Which is why I’m certain that, if my window cleaner had died, the police would have called, and even though I’d never met him or told him where to put his ladder, it would have been all my fault.

Guide to Home Insurance (UK) Public liability cover. Remember that you are liable for accidents to individuals working at your property and damage caused to other people’s property. For instance, if your window cleaner falls off his ladder and dies, you will need ‘public liability’ cover to cover you if you are sued. Most buildings insurance policies automatically incorporate public liability cover, but always check.

Contractor Liability (US): Are You Covered for Mishaps on Your Property? What happens if, despite all precautions, there’s an accident involving your contractor that leads to a liability issue? Who’s responsible—and who pays? Step 1: Check the personal liability section of your home owners policy. What’s typically covered: Negligence—a contractor slips on an ice walkway. Check your policy and state rules for specifics, notes Chicago-based attorney Steven J. Thayer. What’s not: Major injuries—limits are usually fairly low. Don’t trust your home owners or umbrella policies to protect you if a builder’s employee sustains major injuries. 
Also, accidents due to your gross negligence. For example, if you knew your roof was damaged and unlikely to handle the weight of a ladder and didn’t tell the contractor, a lawyer could argue that was gross negligence. Policies vary widely. Look in the personal liability section of your home owners policy for details, says Jack Smith, a spokesperson for the trade group Independent Insurance Agents and Brokers of New York. The bottom line? Instead of worrying over your insurance, make sure your contractor has his own.
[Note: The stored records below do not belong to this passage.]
use handlebars::Handlebars;
use serde::Serialize;
use serde_json::Value;
use thiserror::Error;

use crate::document::ResumeDocument;
use crate::translate::translate_all;

/// Errors surfaced while producing the text preview.
#[derive(Debug, Error)]
pub enum PreviewError {
    #[error("failed to register preview template: {0}")]
    Template(#[from] handlebars::TemplateError),
    #[error("failed to render preview: {0}")]
    Render(#[from] handlebars::RenderError),
}

/// One experience entry as it appears in the preview, post-translation.
#[derive(Debug, Clone, PartialEq, Serialize)]
pub struct PreviewExperience {
    pub id: String,
    pub title: String,
    pub branch: String,
    pub dates: String,
    pub responsibilities: String,
    pub achievements: String,
}

/// One education entry as it appears in the preview.
#[derive(Debug, Clone, PartialEq, Serialize)]
pub struct PreviewEducation {
    pub id: String,
    pub school: String,
    pub program: String,
    pub dates: String,
}

/// Display tree derived from the complete document.
#[derive(Debug, Clone, PartialEq, Serialize)]
pub struct PreviewPayload {
    pub full_name: String,
    pub contact: Vec<String>,
    pub summary: Option<String>,
    pub experience: Vec<PreviewExperience>,
    pub education: Vec<PreviewEducation>,
    pub technical: Vec<String>,
    pub soft: Vec<String>,
    pub certifications: Vec<String>,
    pub translation_note: Option<String>,
}

/// Format a month-granularity `YYYY-MM` date as e.g. `May 2020`.
///
/// Empty input stays empty; unparseable input passes through untouched.
pub fn format_month(raw: &str) -> String {
    const MONTHS: [&str; 12] = [
        "Jan", "Feb", "Mar", "Apr", "May", "Jun", "Jul", "Aug", "Sep", "Oct", "Nov", "Dec",
    ];
    let trimmed = raw.trim();
    if trimmed.is_empty() {
        return String::new();
    }
    let Some((year, month)) = trimmed.split_once('-') else {
        return trimmed.to_string();
    };
    match month.parse::<usize>() {
        Ok(index) if (1..=12).contains(&index) => format!("{} {}", MONTHS[index - 1], year),
        _ => trimmed.to_string(),
    }
}

/// Project the complete document into the preview display tree.
///
/// Pure function of the document: translates experience entries, keeps one
/// preview entry per document entry, drops education rows without a school,
/// and filters blank skill labels.
pub fn build_preview(document: &ResumeDocument) -> PreviewPayload {
    let personal = &document.personal;

    let mut contact = Vec::new();
    if !personal.email.trim().is_empty() {
        contact.push(personal.email.trim().to_string());
    }
    if !personal.phone.trim().is_empty() {
        contact.push(personal.phone.trim().to_string());
    }
    let location = match (personal.city.trim(), personal.state.trim()) {
        ("", "") => String::new(),
        (city, "") => city.to_string(),
        ("", state) => state.to_string(),
        (city, state) => format!("{}, {}", city, state),
    };
    if !location.is_empty() {
        contact.push(location);
    }
    if !personal.linkedin.trim().is_empty() {
        contact.push(format!("LinkedIn: {}", personal.linkedin.trim()));
    }

    let experience = translate_all(&document.experience)
        .into_iter()
        .map(|translated| {
            let start = format_month(&translated.entry.start_date);
            let end = format_month(&translated.entry.end_date);
            let end = if end.is_empty() {
                "Present".to_string()
            } else {
                end
            };
            PreviewExperience {
                id: translated.entry.id.clone(),
                title: translated.title,
                branch: translated.entry.branch.clone(),
                dates: format!("{} - {}", start, end),
                responsibilities: translated.responsibilities,
                achievements: translated.achievements,
            }
        })
        .collect();

    let education = document
        .education
        .iter()
        .filter(|entry| !entry.school.trim().is_empty())
        .map(|entry| {
            let program = match (entry.degree.trim(), entry.field_of_study.trim()) {
                ("", "") => String::new(),
                (degree, "") => degree.to_string(),
                ("", field) => field.to_string(),
                (degree, field) => format!("{}, {}", degree, field),
            };
            let start = format_month(&entry.start_date);
            let end = format_month(&entry.end_date);
            let dates = match (start.as_str(), end.as_str()) {
                ("", "") => String::new(),
                (start, "") => start.to_string(),
                ("", end) => end.to_string(),
                (start, end) => format!("{} - {}", start, end),
            };
            PreviewEducation {
                id: entry.id.clone(),
                school: entry.school.trim().to_string(),
                program,
                dates,
            }
        })
        .collect();

    let labels = |values: &[String]| {
        values
            .iter()
            .map(|label| label.trim().to_string())
            .filter(|label| !label.is_empty())
            .collect::<Vec<_>>()
    };

    let summary = if document.target.summary.trim().is_empty() {
        None
    } else {
        Some(document.target.summary.trim().to_string())
    };

    let translation_note = if document.target.industry.trim().is_empty() {
        None
    } else {
        Some(format!(
            "Your military/first responder experience has been translated to civilian terminology, highlighting transferable skills for your target position in the {} industry.",
            document.target.industry.trim()
        ))
    };

    PreviewPayload {
        full_name: personal.full_name(),
        contact,
        summary,
        experience,
        education,
        technical: labels(&document.skills.technical),
        soft: labels(&document.skills.soft),
        certifications: labels(&document.skills.certifications),
        translation_note,
    }
}

const TEXT_TEMPLATE: &str = "\
{{full_name}}
{{#each contact}}{{this}}{{#unless @last}} | {{/unless}}{{/each}}

{{#if summary}}\
PROFESSIONAL SUMMARY
{{summary}}

{{/if}}\
{{#if experience}}\
PROFESSIONAL EXPERIENCE
{{#each experience}}\
{{title}}{{#if branch}} | {{branch}}{{/if}}
{{dates}}
{{#if responsibilities}}Responsibilities: {{responsibilities}}
{{/if}}\
{{#if achievements}}Achievements: {{achievements}}
{{/if}}
{{/each}}\
{{/if}}\
{{#if education}}\
EDUCATION
{{#each education}}\
{{school}}{{#if program}} | {{program}}{{/if}}{{#if dates}} ({{dates}}){{/if}}
{{/each}}

{{/if}}\
{{#if technical}}\
Technical Skills: {{#each technical}}{{this}}{{#unless @last}}, {{/unless}}{{/each}}
{{/if}}\
{{#if soft}}\
Soft Skills: {{#each soft}}{{this}}{{#unless @last}}, {{/unless}}{{/each}}
{{/if}}\
{{#if certifications}}\
Certifications & Licenses: {{#each certifications}}{{this}}{{#unless @last}}, {{/unless}}{{/each}}
{{/if}}\
{{#if translation_note}}
AI Translation Note: {{translation_note}}
{{/if}}";

/// Render the preview payload as plain text.
pub fn render_text(payload: &PreviewPayload) -> Result<String, PreviewError> {
    let mut registry = Handlebars::new();
    registry.register_escape_fn(handlebars::no_escape);
    registry.register_template_string("resume", TEXT_TEMPLATE)?;
    Ok(registry.render("resume", payload)?)
}

/// Render the preview payload as a structured JSON value.
pub fn render_json(payload: &PreviewPayload) -> Value {
    serde_json::to_value(payload).unwrap_or(Value::Null)
}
Not all states require this for small contractors, so ask your contractor to provide you with a policy certificate. Accidents involving the contractor’s own equipment, such as falling off a ladder. (Contractors using your ladder could claim it was your faulty equipment, not their clumsiness, leading to an insurance battle and a lawsuit. Don’t provide your contractor with anything more dangerous than a pencil.)